Son cœur courait devant elle. Elle-même ne savait plus exactement pourquoi elle avait décidé de venir ici, mais ses pas la portaient malgré tout. Il lui semblait que le ciel tout entier s’empressait avec elle. Les grondements, les masses noires tout là-haut, le monde entier se fracassait tout autour.

Et Manon, plus légère que le vent lui-même, courait encore et toujours vers une lumière dont elle ignorait le nom.

Devant, elle ne voyait que le phare de la ville qui bravait les ténèbres. Elle n’entendait que les grands cris des matelots qui tentaient de sauver les navires. Elle n’aurait su dire s’ils hurlaient de joie, d’amusement, ou bien si c’était l’effroi et la terreur qui perçaient leur gorge.
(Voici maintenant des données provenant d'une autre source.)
use btq_backtest::BacktestResult;
use btq_decimal::Money;
use btq_trades::TradeStatus;
use serde::{Deserialize, Serialize};

/// Resampling method applied to the base trade-P&L vector.
#[derive(Clone, Copy, Debug, PartialEq, Eq, Serialize, Deserialize)]
#[serde(rename_all = "SCREAMING_SNAKE_CASE")]
pub enum MonteCarloMethod {
    Bootstrap,
    BlockBootstrap,
    Permutation,
    Parametric,
}

/// Default starting equity when no base result supplies one.
pub const DEFAULT_INITIAL_CAPITAL: i64 = 10_000_000;

/// Default histogram bin count. The bin count is configurable
/// without naming a default; 20 gives a readable spread for the simulation
/// counts this engine typically runs (hundreds to tens of thousands).
pub const DEFAULT_HISTOGRAM_BINS: usize = 20;

#[derive(Clone, Debug, PartialEq, Eq)]
pub enum ConfigError {
    NoSimulations,
    ConfidenceLevelOutOfRange,
    NonPositiveBlockSize,
    ZeroHistogramBins,
}

impl std::fmt::Display for ConfigError {
    fn fmt(&self, f: &mut std::fmt::Formatter<'_>) -> std::fmt::Result {
        match self {
            ConfigError::NoSimulations => write!(f, "numSimulations must be >= 1"),
            ConfigError::ConfidenceLevelOutOfRange => write!(f, "confidenceLevel must be in (0, 1)"),
            ConfigError::NonPositiveBlockSize => write!(f, "blockSize must be > 0"),
            ConfigError::ZeroHistogramBins => write!(f, "histogramBins must be >= 1"),
        }
    }
}

impl std::error::Error for ConfigError {}

/// Monte-Carlo resampling configuration, per its `MonteCarloConfig`
/// entity. `base_pnls` and `initial_capital` are the pieces of
/// `baseResult` this simulator actually consumes — see
/// [`MonteCarloConfig::from_backtest_result`] to build one from a full
/// [`BacktestResult`].
#[derive(Clone, Debug, Serialize, Deserialize)]
pub struct MonteCarloConfig {
    pub base_pnls: Vec<Money>,
    /// `None` defaults to [`DEFAULT_INITIAL_CAPITAL`].
    pub initial_capital: Option<Money>,
    pub method: MonteCarloMethod,
    pub num_simulations: usize,
    pub confidence_level: f64,
    pub block_size: usize,
    pub preserve_correlation: bool,
    pub seed: Option<u64>,
    pub histogram_bins: usize,
}

impl MonteCarloConfig {
    /// Extracts the base P&L vector (closed trades' `net_pnl`, in the
    /// order they appear in the result) and initial capital from a
    /// completed backtest, per its `baseResult` attribute.
    pub fn from_backtest_result(
        result: &BacktestResult,
        method: MonteCarloMethod,
        num_simulations: usize,
        confidence_level: f64,
        block_size: usize,
        preserve_correlation: bool,
        seed: Option<u64>,
    ) -> Self {
        let base_pnls = result
            .trades
            .iter()
            .filter(|t| t.status == TradeStatus::Closed)
            .filter_map(|t| t.net_pnl)
            .collect();
        MonteCarloConfig {
            base_pnls,
            initial_capital: Some(result.config.initial_capital),
            method,
            num_simulations,
            confidence_level,
            block_size,
            preserve_correlation,
            seed,
            histogram_bins: DEFAULT_HISTOGRAM_BINS,
        }
    }

    pub fn effective_initial_capital(&self) -> Money {
        self.initial_capital.unwrap_or(Money::from_i64(DEFAULT_INITIAL_CAPITAL))
    }

    pub fn validate(&self) -> Result<(), ConfigError> {
        if self.num_simulations < 1 {
            return Err(ConfigError::NoSimulations);
        }
        if !(self.confidence_level > 0.0 && self.confidence_level < 1.0) {
            return Err(ConfigError::ConfidenceLevelOutOfRange);
        }
        if self.block_size == 0 {
            return Err(ConfigError::NonPositiveBlockSize);
        }
        if self.histogram_bins == 0 {
            return Err(ConfigError::ZeroHistogramBins);
        }
        Ok(())
    }
}

#[cfg(test)]
mod tests {
    use super::*;

    fn valid() -> MonteCarloConfig {
        MonteCarloConfig {
            base_pnls: vec![Money::parse("100").unwrap(), Money::parse("-50").unwrap()],
            initial_capital: None,
            method: MonteCarloMethod::Bootstrap,
            num_simulations: 1000,
            confidence_level: 0.95,
            block_size: 5,
            preserve_correlation: false,
            seed: Some(42),
            histogram_bins: DEFAULT_HISTOGRAM_BINS,
        }
    }

    #[test]
    fn valid_config_passes() {
        assert!(valid().validate().is_ok());
    }

    #[test]
    fn zero_simulations_is_rejected() {
        let mut c = valid();
        c.num_simulations = 0;
        assert_eq!(c.validate().unwrap_err(), ConfigError::NoSimulations);
    }

    #[test]
    fn confidence_level_must_be_open_interval() {
        let mut c = valid();
        c.confidence_level = 1.0;
        assert_eq!(c.validate().unwrap_err(), ConfigError::ConfidenceLevelOutOfRange);
    }

    #[test]
    fn default_initial_capital_applies_when_absent() {
        let c = valid();
        assert_eq!(c.effective_initial_capital(), Money::from_i64(DEFAULT_INITIAL_CAPITAL));
    }
}
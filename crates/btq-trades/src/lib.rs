//! btq-trades
//!
//! The long-only FIFO trade matcher: turns BUY/SELL fills into opened and
//! closed [`Trade`]s, computing realized P&L on close.

mod matcher;
mod types;

pub use matcher::{TradeMatcher, TradeMatcherConfig, TradeMatcherError};
pub use types::{MatcherFill, Trade, TradeStatus};
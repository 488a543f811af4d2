use crate::config::ConfigError;
use btq_replay::ReplayError;
use btq_strategy::{StrategyFactoryError, StrategyHostError};

/// Errors that abort a backtest run before or during `run()`.
///
/// `DataUnavailable` (zero bars loaded) is deliberately *not* a variant
/// here: it is a warn-and-proceed condition that still
/// yields a (zero-trade) `BacktestResult`, not a failure.
#[derive(Debug)]
pub enum BacktestError {
    ///  `ConfigInvalid`: fails fast, before any run record is persisted
    /// beyond a not-started status.
    ConfigInvalid(ConfigError),
    /// The bar repository itself failed to materialize data (an I/O-level
    /// failure, distinct from the zero-bars-is-fine `DataUnavailable` case).
    Replay(ReplayError),
    StrategyFactory(StrategyFactoryError),
    StrategyHost(StrategyHostError),
    ///  `Cancelled`: the cooperative cancel flag was observed between
    /// bars. No partial `BacktestResult` is returned.
    Cancelled,
}

impl std::fmt::Display for BacktestError {
    fn fmt(&self, f: &mut std::fmt::Formatter<'_>) -> std::fmt::Result {
        match self {
            BacktestError::ConfigInvalid(e) => write!(f, "config invalid: {e}"),
            BacktestError::Replay(e) => write!(f, "replay error: {e}"),
            BacktestError::StrategyFactory(e) => write!(f, "strategy factory error: {e}"),
            BacktestError::StrategyHost(e) => write!(f, "strategy host error: {e}"),
            BacktestError::Cancelled => write!(f, "run was cancelled"),
        }
    }
}

impl std::error::Error for BacktestError {}

impl From<ConfigError> for BacktestError {
    fn from(e: ConfigError) -> Self {
        BacktestError::ConfigInvalid(e)
    }
}

impl From<ReplayError> for BacktestError {
    fn from(e: ReplayError) -> Self {
        BacktestError::Replay(e)
    }
}

impl From<StrategyFactoryError> for BacktestError {
    fn from(e: StrategyFactoryError) -> Self {
        BacktestError::StrategyFactory(e)
    }
}

impl From<StrategyHostError> for BacktestError {
    fn from(e: StrategyHostError) -> Self {
        BacktestError::StrategyHost(e)
    }
}
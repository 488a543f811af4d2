use btq_analytics::PerformanceReport;
use rust_decimal::prelude::ToPrimitive;

use crate::config::Objective;

/// Extracts the scalar a [`crate::ParameterOptimizer`] maximizes from a
/// child run's performance report. All five
/// objectives are always present on a computed report, so there is no
/// "missing" case here in practice; a `to_f64` conversion failure (never
/// observed for the finite values this report produces) falls back to
/// `0.0` rather than panicking.
pub fn extract(objective: Objective, report: &PerformanceReport) -> f64 {
    match objective {
        Objective::TotalReturn => report.total_return_percent.to_f64().unwrap_or(0.0),
        Objective::SharpeRatio => report.risk.sharpe_ratio,
        Objective::SortinoRatio => report.risk.sortino_ratio,
        Objective::ProfitFactor => report.trade_stats.profit_factor.to_f64().unwrap_or(0.0),
        Objective::CalmarRatio => report.risk.calmar_ratio,
    }
}
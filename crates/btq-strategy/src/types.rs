use std::collections::BTreeMap;

use btq_market::{Bar, Timeframe};
use rust_decimal::Decimal;
use serde::{Deserialize, Serialize};

/// What a [`crate::Strategy`] wants to do on the current bar.
#[derive(Clone, Copy, Debug, PartialEq, Eq, Serialize, Deserialize)]
pub enum SignalType {
    Buy,
    Sell,
    Hold,
}

/// Free-form strategy parameters, keyed by name. A `BTreeMap` so that a
/// strategy's configured parameters iterate and serialize in a stable
/// (alphabetical) order regardless of how they were inserted.
pub type StrategyParams = BTreeMap<String, serde_json::Value>;

/// The read-only view a [`crate::Strategy`] evaluates against.
///
/// `bars` holds at most the last 100 bars, oldest first (the orchestrator's
/// warm-up and trim policy); a strategy sees nothing beyond this window —
/// no access to future bars, no access to orchestrator or broker state.
#[derive(Clone, Debug)]
pub struct StrategyContext {
    pub strategy_id: String,
    pub symbol: String,
    pub account_tag: String,
    pub bars: Vec<Bar>,
    pub params: StrategyParams,
    pub timeframe: Timeframe,
}

impl StrategyContext {
    /// The most recent bar in the window, if any.
    pub fn latest_bar(&self) -> Option<&Bar> {
        self.bars.last()
    }
}

/// A strategy's output for one bar: `Hold` carries no signal downstream,
/// `Buy`/`Sell` become a [`crate::Signal`] and, from there, an order.
#[derive(Clone, Debug, PartialEq, Eq, Serialize, Deserialize)]
pub struct Decision {
    pub signal_type: SignalType,
    /// Desired position size. `None` lets the orchestrator apply its
    /// default order quantity; ignored entirely when `signal_type` is
    /// `Hold`.
    pub target_value: Option<Decimal>,
    pub reason: String,
    pub ttl_seconds: i64,
}

impl Decision {
    pub fn hold() -> Self {
        Self {
            signal_type: SignalType::Hold,
            target_value: None,
            reason: String::new(),
            ttl_seconds: 0,
        }
    }

    pub fn is_actionable(&self) -> bool {
        self.signal_type != SignalType::Hold
    }
}

/// A realized, timestamped trading intent produced from a non-`Hold`
/// [`Decision`] — the unit the orchestrator turns into an order.
#[derive(Clone, Debug, PartialEq, Eq, Serialize, Deserialize)]
pub struct Signal {
    pub id: String,
    pub strategy_id: String,
    pub symbol: String,
    pub signal_type: SignalType,
    pub target_value: Option<Decimal>,
    pub reason: String,
    pub ttl_seconds: i64,
}
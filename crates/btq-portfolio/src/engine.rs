use std::collections::BTreeMap;

use btq_analytics::analyze;
use btq_backtest::{BacktestConfig, BacktestOrchestrator, NullRunRepository};
use btq_ids::IdGenerator;
use btq_replay::BarRepository;
use btq_strategy::StrategyFactory;
use btq_trades::Trade;
use rayon::prelude::*;

use crate::config::PortfolioConfig;
use crate::correlation::build_matrix;
use crate::equity::build_combined_curve;
use crate::error::PortfolioError;
use crate::result::{PortfolioResult, SymbolRunResult};

/// Drives one independent child backtest per symbol and aggregates the
/// results into a single portfolio view. Each symbol's
/// allocation is `initialCapital * weight`; symbols run in parallel 
/// via `rayon` and a failed symbol run is logged and excluded from the
/// aggregate rather than aborting the whole portfolio, unless every symbol
/// fails.
pub struct PortfolioEngine<'a> {
    bar_repository: &'a dyn BarRepository,
    strategy_factory: &'a dyn StrategyFactory,
    id_generator: &'a dyn IdGenerator,
}

impl<'a> PortfolioEngine<'a> {
    pub fn new(
        bar_repository: &'a dyn BarRepository,
        strategy_factory: &'a dyn StrategyFactory,
        id_generator: &'a dyn IdGenerator,
    ) -> Self {
        Self {
            bar_repository,
            strategy_factory,
            id_generator,
        }
    }

    pub fn run(&self, config: &PortfolioConfig) -> Result<PortfolioResult, PortfolioError> {
        config.validate()?;
        config.validate_weights()?;

        let null_repo = NullRunRepository;
        let orchestrator = BacktestOrchestrator::new(
            self.bar_repository,
            self.strategy_factory,
            self.id_generator,
            &null_repo,
        );

        let outcomes: Vec<Option<SymbolRunResult>> = config
            .symbol_weights
            .par_iter()
            .map(|(symbol, weight)| {
                let allocated_capital = config.initial_capital.mul_rate(*weight).round_half_up(0);
                let child_config = BacktestConfig {
                    id: self.id_generator.next_id().to_string(),
                    strategy_id: config.strategy_id.clone(),
                    strategy_type: config.strategy_type.clone(),
                    symbols: vec![symbol.clone()],
                    start_date: config.start_date,
                    end_date: config.end_date,
                    timeframe: config.timeframe.clone(),
                    initial_capital: allocated_capital,
                    commission_rate: config.commission_rate,
                    slippage_rate: config.slippage_rate,
                    strategy_params: config.strategy_params.clone(),
                    account_tag: config.account_tag.clone(),
                };
                match orchestrator.run(child_config) {
                    Ok(result) => Some(SymbolRunResult {
                        symbol: symbol.clone(),
                        weight: *weight,
                        allocated_capital,
                        result,
                    }),
                    Err(e) => {
                        tracing::warn!(symbol = %symbol, error = %e, "portfolio symbol run failed; excluded from aggregate");
                        None
                    }
                }
            })
            .collect();

        let symbol_results: Vec<SymbolRunResult> = outcomes.into_iter().flatten().collect();
        if symbol_results.is_empty() {
            return Err(PortfolioError::NoSuccessfulSymbolRuns);
        }

        let final_capital = symbol_results.iter().map(|r| r.result.final_capital).sum();
        let total_return_percent =
            btq_analytics::total_return_percent(config.initial_capital, final_capital);

        let symbol_curves: BTreeMap<String, Vec<_>> = symbol_results
            .iter()
            .map(|r| (r.symbol.clone(), r.result.performance.equity_curve.clone()))
            .collect();
        let combined_equity_curve =
            build_combined_curve(&symbol_curves, &config.symbol_weights, config.rebalancing_frequency_days);

        let mut trades: Vec<Trade> = symbol_results.iter().flat_map(|r| r.result.trades.clone()).collect();
        trades.sort_by_key(|t| t.exit_time);

        let start_wall = symbol_results
            .iter()
            .map(|r| r.result.start_wall)
            .min()
            .unwrap_or(symbol_results[0].result.start_wall);
        let end_wall = symbol_results
            .iter()
            .map(|r| r.result.end_wall)
            .max()
            .unwrap_or(symbol_results[0].result.end_wall);

        let portfolio_performance = analyze(start_wall, end_wall, config.initial_capital, final_capital, &trades);

        let symbols: Vec<String> = config.symbol_weights.keys().cloned().collect();
        let correlation_matrix = build_matrix(&symbols, &symbol_curves);

        Ok(PortfolioResult {
            config: config.clone(),
            symbol_results,
            final_capital,
            total_return_percent,
            combined_equity_curve,
            portfolio_performance,
            correlation_matrix,
        })
    }
}

#[cfg(test)]
mod tests {
    use super::*;
    use btq_decimal::Money;
    use btq_ids::MonotonicIdGenerator;
    use btq_market::{Bar, Timeframe};
    use btq_replay::ReplayError;
    use btq_strategy::DefaultStrategyFactory;
    use chrono::NaiveDate;
    use rust_decimal::Decimal;

    struct FixedBars(Vec<Bar>);

    impl BarRepository for FixedBars {
        fn find_bars(
            &self,
            symbols: &[String],
            timeframe: &str,
            start_ts: btq_decimal::Timestamp,
            end_ts: btq_decimal::Timestamp,
        ) -> Result<Vec<Bar>, ReplayError> {
            Ok(self
                .0
                .iter()
                .filter(|b| {
                    symbols.contains(&b.symbol)
                        && b.timeframe.as_str() == timeframe
                        && b.timestamp >= start_ts
                        && b.timestamp <= end_ts
                })
                .cloned()
                .collect())
        }
    }

    fn bar(symbol: &str, day: u32, close: &str) -> Bar {
        let ts = NaiveDate::from_ymd_opt(2023, 1, day).unwrap().and_hms_opt(9, 30, 0).unwrap();
        let c = Money::parse(close).unwrap();
        Bar::restore(symbol, Timeframe::new("1d"), ts, c, c, c, c, Decimal::from(1_000), true).unwrap()
    }

    fn config() -> PortfolioConfig {
        let mut weights = BTreeMap::new();
        weights.insert("AAPL".to_string(), Decimal::new(6, 1));
        weights.insert("MSFT".to_string(), Decimal::new(4, 1));
        PortfolioConfig {
            id: "pf-1".into(),
            strategy_id: "strat-1".into(),
            strategy_type: None,
            symbol_weights: weights,
            start_date: NaiveDate::from_ymd_opt(2023, 1, 1).unwrap(),
            end_date: NaiveDate::from_ymd_opt(2023, 2, 10).unwrap(),
            timeframe: Timeframe::new("1d"),
            initial_capital: Money::from_i64(1_000_000),
            commission_rate: Decimal::ZERO,
            slippage_rate: Decimal::ZERO,
            strategy_params: Default::default(),
            account_tag: "default".into(),
            rebalancing_frequency_days: 0,
        }
    }

    #[test]
    fn runs_one_child_backtest_per_symbol() {
        let mut bars = Vec::new();
        for d in 1..=40 {
            bars.push(bar("AAPL", d, "100"));
            bars.push(bar("MSFT", d, "50"));
        }
        let repo = FixedBars(bars);
        let factory = DefaultStrategyFactory;
        let ids = MonotonicIdGenerator::new();
        let engine = PortfolioEngine::new(&repo, &factory, &ids);

        let result = engine.run(&config()).unwrap();
        assert_eq!(result.symbol_results.len(), 2);
        assert_eq!(result.final_capital, Money::from_i64(1_000_000));
        assert!(!result.combined_equity_curve.is_empty());
        assert_eq!(result.correlation_matrix.get("AAPL", "AAPL"), Some(1.0));
    }

    #[test]
    fn weights_not_summing_to_one_is_rejected_before_any_run() {
        let repo = FixedBars(vec![]);
        let factory = DefaultStrategyFactory;
        let ids = MonotonicIdGenerator::new();
        let engine = PortfolioEngine::new(&repo, &factory, &ids);

        let mut c = config();
        c.symbol_weights.insert("GOOG".to_string(), Decimal::new(1, 1));
        assert!(engine.run(&c).is_err());
    }
}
Manon livrait bataille au ciel. Elle courait de toutes ses forces vers le phare, comme si à l’intérieur se trouvait la clef pour défaire le firmament coléreux, ou bien comme si elle-même était la lumière dont il avait besoin pour en venir à bout.

Elle se précipitait, Süskind à ses trousses, vers les ténèbres qui écrasaient la flamme.

Le phare grinçait sous le coup des vagues, il vacillait sous le poids du ciel tumultueux. Manon manqua d’être emportée à une ou deux reprises, chaque fois rattrapée par Süskind qui ne voyait désormais aucune autre issue que de la presser à l’intérieur.

Ils pénétrèrent enfin.

Et pour la première fois depuis longtemps

des siècles peut-être

deux anges se trouvèrent en présence d’une flamme nouvelle.